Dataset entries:
################

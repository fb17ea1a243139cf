//! C7 — the asynchronous worker. Consumes `QueuedCommit`s and performs the
//! same steps 4-10 the synchronous executor performs for step-1/2/3 already
//! durable `PENDING` transactions (§4.7). A crash mid-processing leaves the
//! transaction `PENDING`; the crash-recovery sweep (§9) reconciles it.

use std::sync::Arc;

use ledger_core::{LedgerError, Plan, TransactionStatus};
use tracing::{error, info, warn};

use crate::event_emitter::EventEmitter;
use crate::queue::{AckOutcome, Queue, QueuedCommit};
use ledger_cache::{BalanceCache, IdempotencyCache, KeyedLocks};
use ledger_store::{BalanceStore, IdempotencyStore, OperationStore, TransactionStore};

pub struct CommitWorker {
    queue: Arc<dyn Queue>,
    balances: Arc<BalanceStore>,
    transactions: Arc<TransactionStore>,
    operations: Arc<OperationStore>,
    idempotency_store: Arc<IdempotencyStore>,
    balance_cache: Arc<BalanceCache>,
    idempotency_cache: Arc<IdempotencyCache>,
    keyed_locks: Arc<KeyedLocks>,
    events: Arc<EventEmitter>,
}

impl CommitWorker {
    #[allow(clippy::too_many_arguments)]
    pub fn new(
        queue: Arc<dyn Queue>,
        balances: Arc<BalanceStore>,
        transactions: Arc<TransactionStore>,
        operations: Arc<OperationStore>,
        idempotency_store: Arc<IdempotencyStore>,
        balance_cache: Arc<BalanceCache>,
        idempotency_cache: Arc<IdempotencyCache>,
        keyed_locks: Arc<KeyedLocks>,
        events: Arc<EventEmitter>,
    ) -> Self {
        Self {
            queue,
            balances,
            transactions,
            operations,
            idempotency_store,
            balance_cache,
            idempotency_cache,
            keyed_locks,
            events,
        }
    }

    /// Runs until the queue is closed. Intended to be spawned as its own
    /// task; one or more workers may run against the same `Queue`.
    pub async fn run(self) {
        while let Some(commit) = self.queue.consume().await {
            let outcome = self.process(&commit).await;
            self.queue.report(&commit, outcome).await;
        }
        info!("commit worker: queue closed, exiting");
    }

    async fn process(&self, commit: &QueuedCommit) -> AckOutcome {
        match self.commit_once(commit).await {
            Ok(()) => AckOutcome::Ack,
            Err(e) if e.is_retryable() => {
                warn!(transaction_id = %commit.transaction_id, error = %e, "retryable commit failure, nacking");
                AckOutcome::Nack
            }
            Err(e) => {
                error!(transaction_id = %commit.transaction_id, error = %e, "non-retryable commit failure, dead-lettering");
                AckOutcome::DeadLetter(e.to_string())
            }
        }
    }

    async fn commit_once(&self, commit: &QueuedCommit) -> Result<(), LedgerError> {
        let tx = self
            .transactions
            .find_by_id(&commit.transaction_id)?
            .ok_or_else(|| LedgerError::EntityNotFound(format!("transaction {}", commit.transaction_id)))?;
        if tx.status.is_terminal() {
            return Ok(());
        }

        let lock_keys: Vec<String> = commit.plan.aliases_to_lock.iter().map(|k| k.0.clone()).collect();
        let _guards = self.keyed_locks.lock_many(&lock_keys).await;

        let new_balances = self.resolve_and_apply(&commit.plan)?;
        let ops = operations_for(commit, &new_balances);

        let mut approved = tx;
        approved.status = TransactionStatus::Approved;
        approved.updated_at = chrono::Utc::now();

        // Transaction row, operations, and balance mutations commit
        // atomically — see the synchronous executor's step 7 for why.
        self.transactions.commit(&approved, &ops, &new_balances)?;

        for b in &new_balances {
            let ak = ledger_core::AliasKey::compose(&b.alias, &b.key);
            self.balance_cache.put(&commit.organization_id, &commit.ledger_id, &ak, b.clone());
        }

        if let Some(key) = &commit.idempotency_key {
            self.idempotency_store
                .complete(&commit.organization_id, &commit.ledger_id, key, approved.id, approved.clone())?;
            self.idempotency_cache
                .complete(&commit.organization_id, &commit.ledger_id, key, approved.id, approved.clone());
        }

        self.events.emit_transaction(&approved);
        let ops = self.operations.list_by_transaction(&approved.id)?;
        self.events.emit_audit(approved.id, ops);
        Ok(())
    }

    fn resolve_and_apply(&self, plan: &Plan) -> Result<Vec<ledger_core::Balance>, LedgerError> {
        let pairs: Vec<_> = plan
            .sources
            .iter()
            .chain(plan.destinations.iter())
            .chain(plan.holds.iter())
            .chain(plan.releases.iter())
            .map(|e| (e.alias.clone(), e.key.clone()))
            .collect();
        let balances = self.balances.list_by_alias_key_pairs(&pairs)?;
        let mut by_alias_key = std::collections::HashMap::new();
        for b in balances {
            let ak = ledger_core::AliasKey::compose(&b.alias, &b.key);
            by_alias_key.insert(ak, b);
        }

        let mut touched: std::collections::BTreeSet<ledger_core::AliasKey> = plan.per_alias_delta.keys().cloned().collect();
        touched.extend(plan.per_alias_hold_delta.keys().cloned());

        let mut out = Vec::with_capacity(touched.len());
        for ak in &touched {
            let b = by_alias_key
                .get(ak)
                .ok_or_else(|| LedgerError::EntityNotFound(format!("balance {ak}")))?;
            let mut next = b.clone();
            if let Some(delta) = plan.per_alias_delta.get(ak) {
                next.available += *delta;
            }
            if let Some(hold_delta) = plan.per_alias_hold_delta.get(ak) {
                next.available -= *hold_delta;
                next.on_hold += *hold_delta;
            }
            if next.available.is_sign_negative() {
                return Err(LedgerError::InsufficientFunds(format!("{ak} would go negative")));
            }
            if next.on_hold.is_sign_negative() {
                return Err(LedgerError::InsufficientFunds(format!("{ak} hold would go negative")));
            }
            next.version += 1;
            next.updated_at = chrono::Utc::now();
            out.push(next);
        }
        Ok(out)
    }
}

fn operations_for(commit: &QueuedCommit, new_balances: &[ledger_core::Balance]) -> Vec<ledger_core::Operation> {
    let by_alias_key: std::collections::HashMap<_, _> = new_balances
        .iter()
        .map(|b| (ledger_core::AliasKey::compose(&b.alias, &b.key), b))
        .collect();
    let now = chrono::Utc::now();
    let mut ops = Vec::with_capacity(
        commit.plan.sources.len() + commit.plan.destinations.len() + commit.plan.holds.len() + commit.plan.releases.len(),
    );
    let mut push = |entries: &[ledger_core::TransactionEntry], op_type: ledger_core::OperationType| {
        for e in entries {
            let ak = ledger_core::AliasKey::compose(&e.alias, &e.key);
            if let Some(b) = by_alias_key.get(&ak) {
                ops.push(ledger_core::Operation {
                    id: ledger_core::OperationId::new(),
                    transaction_id: commit.transaction_id,
                    balance_id: b.id,
                    operation_type: op_type,
                    amount: e.amount,
                    asset_code: e.asset_code.clone(),
                    created_at: now,
                });
            }
        }
    };
    push(&commit.plan.sources, ledger_core::OperationType::Debit);
    push(&commit.plan.destinations, ledger_core::OperationType::Credit);
    push(&commit.plan.holds, ledger_core::OperationType::Hold);
    push(&commit.plan.releases, ledger_core::OperationType::Release);
    ops
}
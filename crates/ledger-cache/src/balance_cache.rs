//! C2 — the hot balance cache. A write-through copy of C1 rows, never
//! exposing a `version` lower than what C1 currently holds.

use dashmap::{DashMap, DashSet};
use ledger_core::{AliasKey, Balance, LedgerId, OrgId};

fn cache_key(org_id: &OrgId, ledger_id: &LedgerId, alias_key: &AliasKey) -> String {
    format!("{org_id}:{ledger_id}:{alias_key}")
}

#[derive(Default)]
pub struct BalanceCache {
    entries: DashMap<String, Balance>,
    /// Keys written since the last successful drain to C1 (§4.2 syncer).
    dirty: DashSet<String>,
}

impl BalanceCache {
    pub fn new() -> Self {
        Self::default()
    }

    pub fn get(&self, org_id: &OrgId, ledger_id: &LedgerId, alias_key: &AliasKey) -> Option<Balance> {
        self.entries.get(&cache_key(org_id, ledger_id, alias_key)).map(|e| e.clone())
    }

    /// Write-through: never regresses `version` for the same key.
    pub fn put(&self, org_id: &OrgId, ledger_id: &LedgerId, alias_key: &AliasKey, balance: Balance) {
        let key = cache_key(org_id, ledger_id, alias_key);
        let should_insert = match self.entries.get(&key) {
            Some(existing) => balance.version > existing.version,
            None => true,
        };
        if should_insert {
            self.entries.insert(key.clone(), balance);
            self.dirty.insert(key);
        }
    }

    pub fn list_by_key_prefix(&self, org_id: &OrgId, ledger_id: &LedgerId, alias: &ledger_core::Alias) -> Vec<Balance> {
        let prefix = format!("{org_id}:{ledger_id}:{}#", alias.0);
        self.entries
            .iter()
            .filter(|e| e.key().starts_with(&prefix))
            .map(|e| e.value().clone())
            .collect()
    }

    pub fn invalidate(&self, org_id: &OrgId, ledger_id: &LedgerId, alias_key: &AliasKey) {
        let key = cache_key(org_id, ledger_id, alias_key);
        self.entries.remove(&key);
        self.dirty.remove(&key);
    }

    /// Drain dirty entries for the background syncer (§4.2). Entries remain
    /// in the cache; only the dirty marker is cleared.
    pub fn drain_dirty(&self) -> Vec<Balance> {
        let keys: Vec<String> = self.dirty.iter().map(|k| k.clone()).collect();
        let mut out = Vec::with_capacity(keys.len());
        for key in keys {
            if let Some(entry) = self.entries.get(&key) {
                out.push(entry.clone());
            }
            self.dirty.remove(&key);
        }
        out
    }
}

#[cfg(test)]
mod tests {
    use super::*;
    use ledger_core::{AccountId, AccountType, Alias, AssetCode, BalanceId, BalanceKey, Money};

    fn sample(version: u64) -> Balance {
        let now = chrono::Utc::now();
        Balance {
            id: BalanceId::new(),
            organization_id: OrgId::new(),
            ledger_id: LedgerId::new(),
            account_id: AccountId::new(),
            alias: Alias::new("a"),
            key: BalanceKey::default_key(),
            asset_code: AssetCode::new("USD"),
            available: Money::ZERO,
            on_hold: Money::ZERO,
            version,
            account_type: AccountType::Deposit,
            allow_sending: true,
            allow_receiving: true,
            created_at: now,
            updated_at: now,
            deleted_at: None,
        }
    }

    #[test]
    fn never_regresses_version() {
        let cache = BalanceCache::new();
        let org = OrgId::new();
        let ledger = LedgerId::new();
        let alias_key = AliasKey::compose(&Alias::new("a"), &BalanceKey::default_key());

        cache.put(&org, &ledger, &alias_key, sample(5));
        cache.put(&org, &ledger, &alias_key, sample(3));
        assert_eq!(cache.get(&org, &ledger, &alias_key).unwrap().version, 5);

        cache.put(&org, &ledger, &alias_key, sample(9));
        assert_eq!(cache.get(&org, &ledger, &alias_key).unwrap().version, 9);
    }

    #[test]
    fn drain_dirty_clears_marker_not_entry() {
        let cache = BalanceCache::new();
        let org = OrgId::new();
        let ledger = LedgerId::new();
        let alias_key = AliasKey::compose(&Alias::new("a"), &BalanceKey::default_key());
        cache.put(&org, &ledger, &alias_key, sample(1));

        let drained = cache.drain_dirty();
        assert_eq!(drained.len(), 1);
        assert!(cache.drain_dirty().is_empty());
        assert!(cache.get(&org, &ledger, &alias_key).is_some());
    }
}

################

Task goal: Each line of the data that contains "HashMap" belongs in the answer.

Task solution:
        let mut by_alias_key = std::collections::HashMap::new();
    let by_alias_key: std::collections::HashMap<_, _> = new_balances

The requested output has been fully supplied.